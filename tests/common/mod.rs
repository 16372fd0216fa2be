//! Fixture helpers shared by the integration tests.

#![allow(dead_code)]

use flate2::Compression;
use flate2::read::GzDecoder;
use flate2::write::GzEncoder;
use manrender::atomic::TEMP_PREFIX;
use manrender::meta::{GlobalView, PackageVersions};
use std::fs;
use std::io::{Read, Write};
use std::path::{Path, PathBuf};
use std::time::{Duration, SystemTime, UNIX_EPOCH};
use walkdir::WalkDir;

/// Write `content` gzip-compressed to `root/rel`, creating parents.
pub fn write_source(root: &Path, rel: &str, content: &str) -> PathBuf {
    let path = root.join(rel);
    fs::create_dir_all(path.parent().unwrap()).unwrap();
    let mut encoder = GzEncoder::new(Vec::new(), Compression::default());
    encoder.write_all(content.as_bytes()).unwrap();
    fs::write(&path, encoder.finish().unwrap()).unwrap();
    path
}

pub fn read_gz(path: &Path) -> String {
    let file = fs::File::open(path)
        .unwrap_or_else(|e| panic!("cannot open {}: {e}", path.display()));
    let mut text = String::new();
    GzDecoder::new(file).read_to_string(&mut text).unwrap();
    text
}

pub fn ts(secs: u64) -> SystemTime {
    UNIX_EPOCH + Duration::from_secs(secs)
}

pub fn set_mtime(path: &Path, time: SystemTime) {
    fs::File::options()
        .write(true)
        .open(path)
        .unwrap_or_else(|e| panic!("cannot open {}: {e}", path.display()))
        .set_modified(time)
        .unwrap();
}

pub fn mtime(path: &Path) -> SystemTime {
    fs::metadata(path).unwrap().modified().unwrap()
}

/// Every regular file under `root` whose name passes `keep`, sorted.
pub fn files(root: &Path, keep: impl Fn(&str) -> bool) -> Vec<PathBuf> {
    let mut out: Vec<PathBuf> = WalkDir::new(root)
        .into_iter()
        .map(|e| e.unwrap())
        .filter(|e| e.file_type().is_file())
        .filter(|e| keep(&e.file_name().to_string_lossy()))
        .map(|e| e.into_path())
        .collect();
    out.sort();
    out
}

/// Staged files left behind by interrupted writes.
pub fn leftover_temp_files(root: &Path) -> Vec<PathBuf> {
    files(root, |name| name.starts_with(TEMP_PREFIX))
}

pub fn view(root: &Path) -> GlobalView {
    GlobalView::discover(root, &[], &PackageVersions::new()).unwrap()
}
//! All-or-nothing writes of gzip-compressed output files.
//!
//! Every page manrender produces goes through [`write_atomically`]. The
//! payload is streamed into a gzip encoder that writes to a temporary file in
//! the destination's directory; only after the producer succeeded and the
//! encoder and buffer were flushed is the file renamed over the destination.
//! The rename is the single step that changes what readers observe, and
//! because the temporary file lives in the same directory it never crosses a
//! filesystem boundary.
//!
//! Decompression costs the same regardless of level, so outputs are always
//! compressed at the best level once, at render time.
//!
//! If anything fails before the rename, the temporary file is removed when
//! its [`TempPath`](tempfile::TempPath) is dropped and the destination keeps
//! its previous content and modification time.

use flate2::Compression;
use flate2::write::GzEncoder;
use std::fs::File;
use std::io::{self, BufWriter, Write};
use std::path::Path;

/// Prefix for staged files, so leftovers from a killed process are easy to
/// spot and clean up.
pub const TEMP_PREFIX: &str = ".manrender-";

/// Stream a payload into a gzip-compressed file at `dest`.
///
/// `produce` receives the uncompressed sink. The destination is replaced
/// only if `produce` returns `Ok` and every subsequent flush, permission
/// change and rename succeeds.
pub fn write_atomically<F, E>(dest: &Path, produce: F) -> Result<(), E>
where
    F: FnOnce(&mut dyn Write) -> Result<(), E>,
    E: From<io::Error>,
{
    let dir = dest
        .parent()
        .filter(|p| !p.as_os_str().is_empty())
        .unwrap_or_else(|| Path::new("."));
    let staged = tempfile::Builder::new()
        .prefix(TEMP_PREFIX)
        .tempfile_in(dir)?;
    let (file, temp_path) = staged.into_parts();

    let mut encoder = GzEncoder::new(BufWriter::new(file), Compression::best());
    produce(&mut encoder)?;

    let buffered = encoder.finish()?;
    let file = buffered.into_inner().map_err(|e| e.into_error())?;
    set_world_readable(&file)?;
    drop(file);

    temp_path.persist(dest).map_err(|e| e.error)?;
    Ok(())
}

#[cfg(unix)]
fn set_world_readable(file: &File) -> io::Result<()> {
    use std::os::unix::fs::PermissionsExt;
    file.set_permissions(std::fs::Permissions::from_mode(0o644))
}

#[cfg(not(unix))]
fn set_world_readable(_file: &File) -> io::Result<()> {
    Ok(())
}
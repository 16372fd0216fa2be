//! The incremental render pass, end to end.
//!
//! ```text
//! inventory::scan ──► staleness::detect ──► Dispatcher (N workers) ──► aggregate
//!   (one listing       (per package dir,      (pages, atomic writes)     (indexes,
//!    per directory)     resolves via xref)                                listings)
//! ```
//!
//! [`render_all`] either restores every output to be at least as new as its
//! inputs or stops at the first fatal error without leaving partial files
//! behind. [`check`] runs the same scan and staleness detection but only
//! counts what a render pass would do.

use crate::aggregate::{self, listing_is_stale};
use crate::dispatch::{DispatchError, Dispatcher};
use crate::inventory::{self, Inventory, PackageDir, ScanError};
use crate::meta::{GlobalView, IndexError};
use crate::render::{RenderError, Renderer};
use crate::staleness::{self, DirectoryState};
use std::collections::{BTreeMap, BTreeSet};
use std::convert::Infallible;
use std::fmt;
use std::path::Path;
use thiserror::Error;

#[derive(Error, Debug)]
pub enum PipelineError {
    #[error("scan failed: {0}")]
    Scan(#[from] ScanError),
    #[error("render failed: {0}")]
    Render(#[from] RenderError),
    #[error("cross-reference index: {0}")]
    Index(#[from] IndexError),
    #[error("cannot build thread pool: {0}")]
    ThreadPool(#[from] rayon::ThreadPoolBuildError),
    #[error("a render worker panicked")]
    WorkerPanicked,
}

impl From<DispatchError> for PipelineError {
    fn from(e: DispatchError) -> Self {
        match e {
            DispatchError::Render(e) => Self::Render(e),
            DispatchError::WorkerPanicked => Self::WorkerPanicked,
        }
    }
}

/// Knobs for one pass.
#[derive(Debug, Clone)]
pub struct RenderOptions {
    /// Concurrent page renderers; also sizes the aggregation pool.
    pub workers: usize,
    /// Restrict pages and indexes to these binary packages.
    pub only_render: Option<BTreeSet<String>>,
    /// Regenerate every suite listing regardless of staleness.
    pub force_listings: bool,
}

impl RenderOptions {
    pub fn new(workers: usize) -> Self {
        Self {
            workers: workers.max(1),
            only_render: None,
            force_listings: false,
        }
    }

    /// Build the whitelist from a list of names; empty means no restriction.
    pub fn with_only_render(mut self, packages: &[String]) -> Self {
        self.only_render = if packages.is_empty() {
            None
        } else {
            Some(packages.iter().cloned().collect())
        };
        self
    }

    fn selected(&self, dir: &PackageDir) -> bool {
        self.only_render
            .as_ref()
            .is_none_or(|only| only.contains(&dir.package))
    }
}

/// What one render pass did.
#[derive(Debug, Default, Clone, Copy, PartialEq, Eq)]
pub struct RunStats {
    /// Package directories inspected.
    pub directories: usize,
    /// Pages rendered.
    pub rendered: usize,
    /// Source entries skipped because their name could not be parsed or is
    /// not UTF-8.
    pub skipped: usize,
    /// Package indexes rebuilt.
    pub indexes: usize,
    /// Suite listings rendered.
    pub listings: usize,
}

impl RunStats {
    /// Whether the pass wrote nothing at all.
    pub fn is_noop(&self) -> bool {
        self.rendered == 0 && self.indexes == 0 && self.listings == 0
    }
}

impl fmt::Display for RunStats {
    fn fmt(&self, f: &mut fmt::Formatter<'_>) -> fmt::Result {
        write!(
            f,
            "{} rendered, {} {} rebuilt, {} {} ({} directories",
            self.rendered,
            self.indexes,
            plural(self.indexes, "index", "indexes"),
            self.listings,
            plural(self.listings, "listing", "listings"),
            self.directories,
        )?;
        if self.skipped > 0 {
            write!(f, ", {} skipped", self.skipped)?;
        }
        write!(f, ")")
    }
}

fn plural<'s>(n: usize, one: &'s str, many: &'s str) -> &'s str {
    if n == 1 { one } else { many }
}

fn log_whitelist(options: &RenderOptions) {
    if let Some(only) = &options.only_render {
        let names: Vec<&str> = only.iter().map(String::as_str).collect();
        tracing::info!(packages = %names.join(","), "restricting rendering to whitelisted packages");
    }
}

/// Bring every output under `root` up to date.
pub fn render_all<R>(
    root: &Path,
    view: &GlobalView,
    renderer: &R,
    options: &RenderOptions,
) -> Result<RunStats, PipelineError>
where
    R: Renderer + ?Sized,
{
    log_whitelist(options);
    let inventory = inventory::scan(root, &view.suites)?;
    let pool = rayon::ThreadPoolBuilder::new()
        .num_threads(options.workers.max(1))
        .build()?;

    let dispatcher = Dispatcher::new(options.workers);
    let dispatched = dispatcher.run(renderer, |sender| {
        let mut states = Vec::new();
        for dir in inventory.packages.iter().filter(|d| options.selected(d)) {
            states.push(staleness::detect(root, dir, &view.xref, |job| {
                sender.send(job)
            })?);
        }
        Ok(states)
    })?;
    let states: Vec<DirectoryState> = dispatched.value;
    tracing::info!(
        rendered = dispatched.rendered,
        workers = dispatcher.workers(),
        "page rendering complete"
    );

    let aggregated =
        aggregate::aggregate(&pool, renderer, &inventory, &states, options.force_listings)?;

    Ok(RunStats {
        directories: states.len(),
        rendered: dispatched.rendered,
        skipped: states.iter().map(|s| s.skipped).sum(),
        indexes: aggregated.indexes,
        listings: aggregated.listings,
    })
}

/// What a render pass would do for one suite.
#[derive(Debug, Default, Clone, PartialEq, Eq)]
pub struct SuitePlan {
    pub suite: String,
    pub directories: usize,
    pub stale_documents: usize,
    pub stale_indexes: usize,
    pub skipped: usize,
    pub listing_stale: bool,
}

impl SuitePlan {
    pub fn is_up_to_date(&self) -> bool {
        self.stale_documents == 0 && self.stale_indexes == 0 && !self.listing_stale
    }
}

/// Result of a dry run, one plan per scanned suite in name order.
#[derive(Debug, Default, Clone, PartialEq, Eq)]
pub struct CheckReport {
    pub suites: Vec<SuitePlan>,
}

impl CheckReport {
    pub fn is_up_to_date(&self) -> bool {
        self.suites.iter().all(SuitePlan::is_up_to_date)
    }

    pub fn stale_documents(&self) -> usize {
        self.suites.iter().map(|s| s.stale_documents).sum()
    }

    pub fn stale_indexes(&self) -> usize {
        self.suites.iter().map(|s| s.stale_indexes).sum()
    }
}

/// Report what [`render_all`] would write, without writing anything.
pub fn check(
    root: &Path,
    view: &GlobalView,
    options: &RenderOptions,
) -> Result<CheckReport, PipelineError> {
    log_whitelist(options);
    let inventory = inventory::scan(root, &view.suites)?;
    Ok(plan(root, view, &inventory, options))
}

fn plan(root: &Path, view: &GlobalView, inventory: &Inventory, options: &RenderOptions) -> CheckReport {
    let mut by_suite: BTreeMap<&str, SuitePlan> = inventory
        .suites
        .iter()
        .map(|s| {
            let plan = SuitePlan {
                suite: s.name.clone(),
                ..Default::default()
            };
            (s.name.as_str(), plan)
        })
        .collect();

    for dir in inventory.packages.iter().filter(|d| options.selected(d)) {
        let state = staleness::detect(root, dir, &view.xref, |_| Ok::<(), Infallible>(()))
            .unwrap_or_else(|never| match never {});
        if let Some(plan) = by_suite.get_mut(dir.suite.as_str()) {
            plan.directories += 1;
            plan.stale_documents += state.rendered;
            plan.skipped += state.skipped;
            plan.stale_indexes += usize::from(state.index_stale);
        }
    }

    for suite in &inventory.suites {
        if let Some(plan) = by_suite.get_mut(suite.name.as_str()) {
            plan.listing_stale =
                listing_is_stale(suite, plan.stale_indexes > 0, options.force_listings);
        }
    }

    CheckReport {
        suites: by_suite.into_values().collect(),
    }
}
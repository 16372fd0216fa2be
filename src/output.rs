//! CLI output formatting for render and check runs.
//!
//! Diagnostics (per-page progress, warnings) are logged through `tracing`
//! to stderr. What ends up on stdout is the human-facing result of a
//! command, formatted here.
//!
//! # Output Format
//!
//! ## Render
//!
//! ```text
//! Only rendering: coreutils, grep
//! Rendered 3 pages, 1 index, 1 listing in 12 directories
//! ```
//!
//! ## Check
//!
//! ```text
//! bookworm (412 directories)
//!     Pages: 3 stale
//!     Indexes: 1 stale
//!     Listing: stale
//! trixie (398 directories)
//!     Up to date
//!
//! 3 stale pages, 1 stale index
//! ```
//!
//! # Architecture
//!
//! Each command has a `format_*` function (returns `Vec<String>`) for
//! testability and a `print_*` wrapper that writes to stdout. Format
//! functions are pure: no I/O, no side effects.

use crate::pipeline::{CheckReport, RenderOptions, RunStats, SuitePlan};

/// Return indentation string: 4 spaces per depth level.
fn indent(depth: usize) -> String {
    "    ".repeat(depth)
}

/// `1 page`, `3 pages`.
fn count(n: usize, one: &str, many: &str) -> String {
    if n == 1 {
        format!("{n} {one}")
    } else {
        format!("{n} {many}")
    }
}

// ============================================================================
// Render output
// ============================================================================

/// Lines describing the run's restrictions, if any.
pub fn format_run_header(options: &RenderOptions) -> Vec<String> {
    match &options.only_render {
        Some(only) => {
            let names: Vec<&str> = only.iter().map(String::as_str).collect();
            vec![format!("Only rendering: {}", names.join(", "))]
        }
        None => Vec::new(),
    }
}

/// One-line summary of a completed render pass.
pub fn format_run_summary(stats: &RunStats) -> Vec<String> {
    let mut lines = Vec::new();
    if stats.is_noop() {
        lines.push(format!(
            "Everything up to date in {}",
            count(stats.directories, "directory", "directories")
        ));
    } else {
        lines.push(format!(
            "Rendered {}, {}, {} in {}",
            count(stats.rendered, "page", "pages"),
            count(stats.indexes, "index", "indexes"),
            count(stats.listings, "listing", "listings"),
            count(stats.directories, "directory", "directories"),
        ));
    }
    if stats.skipped > 0 {
        lines.push(format!(
            "{}Skipped {} with unparseable names (see log)",
            indent(1),
            count(stats.skipped, "entry", "entries")
        ));
    }
    lines
}

pub fn print_run_summary(options: &RenderOptions, stats: &RunStats) {
    for line in format_run_header(options)
        .into_iter()
        .chain(format_run_summary(stats))
    {
        println!("{}", line);
    }
}

// ============================================================================
// Check output
// ============================================================================

fn format_suite_plan(plan: &SuitePlan) -> Vec<String> {
    let mut lines = vec![format!(
        "{} ({})",
        plan.suite,
        count(plan.directories, "directory", "directories")
    )];
    if plan.is_up_to_date() {
        lines.push(format!("{}Up to date", indent(1)));
    } else {
        if plan.stale_documents > 0 {
            lines.push(format!("{}Pages: {} stale", indent(1), plan.stale_documents));
        }
        if plan.stale_indexes > 0 {
            lines.push(format!("{}Indexes: {} stale", indent(1), plan.stale_indexes));
        }
        if plan.listing_stale {
            lines.push(format!("{}Listing: stale", indent(1)));
        }
    }
    if plan.skipped > 0 {
        lines.push(format!("{}Skipped: {}", indent(1), plan.skipped));
    }
    lines
}

/// Per-suite breakdown of a dry run followed by a total line.
pub fn format_check_output(report: &CheckReport) -> Vec<String> {
    let mut lines: Vec<String> = report.suites.iter().flat_map(format_suite_plan).collect();
    if !lines.is_empty() {
        lines.push(String::new());
    }
    if report.is_up_to_date() {
        lines.push("Everything up to date".to_string());
    } else {
        lines.push(format!(
            "{}, {}",
            count(report.stale_documents(), "stale page", "stale pages"),
            count(report.stale_indexes(), "stale index", "stale indexes"),
        ));
    }
    lines
}

pub fn print_check_output(report: &CheckReport) {
    for line in format_check_output(report) {
        println!("{}", line);
    }
}

#[cfg(test)]
mod tests {
    use super::*;

    fn plan(suite: &str, directories: usize) -> SuitePlan {
        SuitePlan {
            suite: suite.into(),
            directories,
            ..Default::default()
        }
    }

    #[test]
    fn indent_levels() {
        assert_eq!(indent(0), "");
        assert_eq!(indent(2), "        ");
    }

    #[test]
    fn count_pluralizes() {
        assert_eq!(count(1, "index", "indexes"), "1 index");
        assert_eq!(count(0, "index", "indexes"), "0 indexes");
    }

    // =========================================================================
    // Render summary
    // =========================================================================

    #[test]
    fn run_summary_with_work() {
        let stats = RunStats {
            directories: 12,
            rendered: 3,
            skipped: 0,
            indexes: 1,
            listings: 1,
        };
        assert_eq!(
            format_run_summary(&stats),
            vec!["Rendered 3 pages, 1 index, 1 listing in 12 directories"]
        );
    }

    #[test]
    fn run_summary_noop() {
        let stats = RunStats {
            directories: 1,
            ..Default::default()
        };
        assert_eq!(
            format_run_summary(&stats),
            vec!["Everything up to date in 1 directory"]
        );
    }

    #[test]
    fn run_summary_mentions_skipped() {
        let stats = RunStats {
            directories: 2,
            rendered: 1,
            skipped: 2,
            indexes: 1,
            listings: 0,
        };
        let lines = format_run_summary(&stats);
        assert_eq!(lines[1], "    Skipped 2 entries with unparseable names (see log)");
    }

    #[test]
    fn run_header_lists_whitelist() {
        let options = RenderOptions::new(1).with_only_render(&["grep".into(), "coreutils".into()]);
        assert_eq!(format_run_header(&options), vec!["Only rendering: coreutils, grep"]);
        assert!(format_run_header(&RenderOptions::new(1)).is_empty());
    }

    // =========================================================================
    // Check report
    // =========================================================================

    #[test]
    fn check_output_per_suite() {
        let report = CheckReport {
            suites: vec![
                SuitePlan {
                    stale_documents: 3,
                    stale_indexes: 1,
                    listing_stale: true,
                    ..plan("bookworm", 412)
                },
                plan("trixie", 398),
            ],
        };
        assert_eq!(
            format_check_output(&report),
            vec![
                "bookworm (412 directories)",
                "    Pages: 3 stale",
                "    Indexes: 1 stale",
                "    Listing: stale",
                "trixie (398 directories)",
                "    Up to date",
                "",
                "3 stale pages, 1 stale index",
            ]
        );
    }

    #[test]
    fn check_output_up_to_date() {
        let report = CheckReport {
            suites: vec![plan("bookworm", 1)],
        };
        let lines = format_check_output(&report);
        assert_eq!(lines.last().unwrap(), "Everything up to date");
        assert_eq!(lines[0], "bookworm (1 directory)");
    }

    #[test]
    fn check_output_empty_report() {
        assert_eq!(
            format_check_output(&CheckReport::default()),
            vec!["Everything up to date"]
        );
    }
}
use std::fs;
use std::path::Path;
use std::process::{Command, Output};

use serde_json::{json, Value};

fn fnbatch(args: &[&str]) -> Output {
    Command::new(env!("CARGO_BIN_EXE_fnbatch"))
        .args(args)
        .env("RUST_LOG", "warn")
        .output()
        .expect("run fnbatch")
}

fn write_json(path: &Path, value: &Value) {
    fs::write(path, serde_json::to_vec_pretty(value).unwrap()).unwrap();
}

#[test]
fn inputs_writes_the_batch() {
    let dir = tempfile::tempdir().unwrap();
    let schema = dir.path().join("hypar.json");
    write_json(
        &schema,
        &json!({"inputs": [
            {"name": "flag", "type": "boolean"},
            {"name": "mode", "type": "string", "values": ["a", "b", "c"]},
        ]}),
    );
    let out = dir.path().join("batch.json");
    let summary = dir.path().join("summary.json");
    let output = fnbatch(&[
        "inputs",
        schema.to_str().unwrap(),
        out.to_str().unwrap(),
        "--summary",
        summary.to_str().unwrap(),
    ]);
    assert!(output.status.success(), "{}", String::from_utf8_lossy(&output.stderr));
    assert!(String::from_utf8_lossy(&output.stdout).starts_with("Success"));

    let written: Value = serde_json::from_slice(&fs::read(&out).unwrap()).unwrap();
    assert_eq!(written.as_array().map(Vec::len), Some(6));
    assert_eq!(written[0], json!({"flag": true, "mode": "a"}));

    let summary: Value = serde_json::from_slice(&fs::read(&summary).unwrap()).unwrap();
    assert_eq!(summary["executions"], 6);
    assert_eq!(summary["dialect"], "flat");
}

#[test]
fn inputs_attaches_model_references() {
    let dir = tempfile::tempdir().unwrap();
    let schema = dir.path().join("function.json");
    write_json(
        &schema,
        &json!({
            "input_schema": {"properties": {"Enabled": {"type": "boolean"}}},
            "model_dependencies": [{"name": "Site", "optional": false}],
        }),
    );
    let out = dir.path().join("batch.json");
    let output = fnbatch(&[
        "inputs",
        schema.to_str().unwrap(),
        out.to_str().unwrap(),
        "--model",
        "Site=models/site.json",
    ]);
    assert!(output.status.success(), "{}", String::from_utf8_lossy(&output.stderr));
    let written: Value = serde_json::from_slice(&fs::read(&out).unwrap()).unwrap();
    assert_eq!(written[1]["model_input_keys"], json!({"Site": "models/site.json"}));
}

#[test]
fn missing_dependency_fails_without_output() {
    let dir = tempfile::tempdir().unwrap();
    let schema = dir.path().join("hypar.json");
    write_json(
        &schema,
        &json!({
            "inputs": [{"name": "flag", "type": "boolean"}],
            "model_dependencies": [{"name": "site", "optional": false}],
        }),
    );
    let out = dir.path().join("batch.json");
    let output = fnbatch(&["inputs", schema.to_str().unwrap(), out.to_str().unwrap()]);
    assert!(!output.status.success());
    assert!(String::from_utf8_lossy(&output.stderr).contains("site"));
    assert!(!out.exists());
}

#[test]
fn path_conventions_are_enforced() {
    let dir = tempfile::tempdir().unwrap();
    let legacy = dir.path().join("schema.json");
    write_json(&legacy, &json!({"inputs": [{"name": "flag", "type": "boolean"}]}));

    let out = dir.path().join("batch.json");
    let output = fnbatch(&["inputs", legacy.to_str().unwrap(), out.to_str().unwrap()]);
    assert!(!output.status.success());
    assert!(String::from_utf8_lossy(&output.stderr).contains("hypar.json"));

    let bad_out = dir.path().join("batch.txt");
    let output = fnbatch(&["inputs", legacy.to_str().unwrap(), bad_out.to_str().unwrap()]);
    assert!(!output.status.success());
    assert!(!bad_out.exists());
}

#[test]
fn describe_prints_summary() {
    let dir = tempfile::tempdir().unwrap();
    let schema = dir.path().join("hypar.json");
    write_json(
        &schema,
        &json!({"inputs": [
            {"name": "Height", "type": "range", "min": 0, "max": 100, "step": 10},
            {"name": "Outline", "type": "geometry", "primitive_type": "polygon"},
        ]}),
    );
    let output = fnbatch(&["describe", schema.to_str().unwrap(), "--max-options", "3"]);
    assert!(output.status.success(), "{}", String::from_utf8_lossy(&output.stderr));
    let summary: Value = serde_json::from_slice(&output.stdout).unwrap();
    assert_eq!(summary["executions"], 3);
    assert_eq!(summary["parameters"][0]["kind"], "numeric-range");
    assert_eq!(summary["parameters"][1]["options"], 1);
}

-- -- --

§ How to complete this task: Show all lines of the material in which the word "content" can be found.

§ Result of the exercise:
/// Write `content` gzip-compressed to `root/rel`, creating parents.
pub fn write_source(root: &Path, rel: &str, content: &str) -> PathBuf {
    encoder.write_all(content.as_bytes()).unwrap();
//! its previous content and modification time.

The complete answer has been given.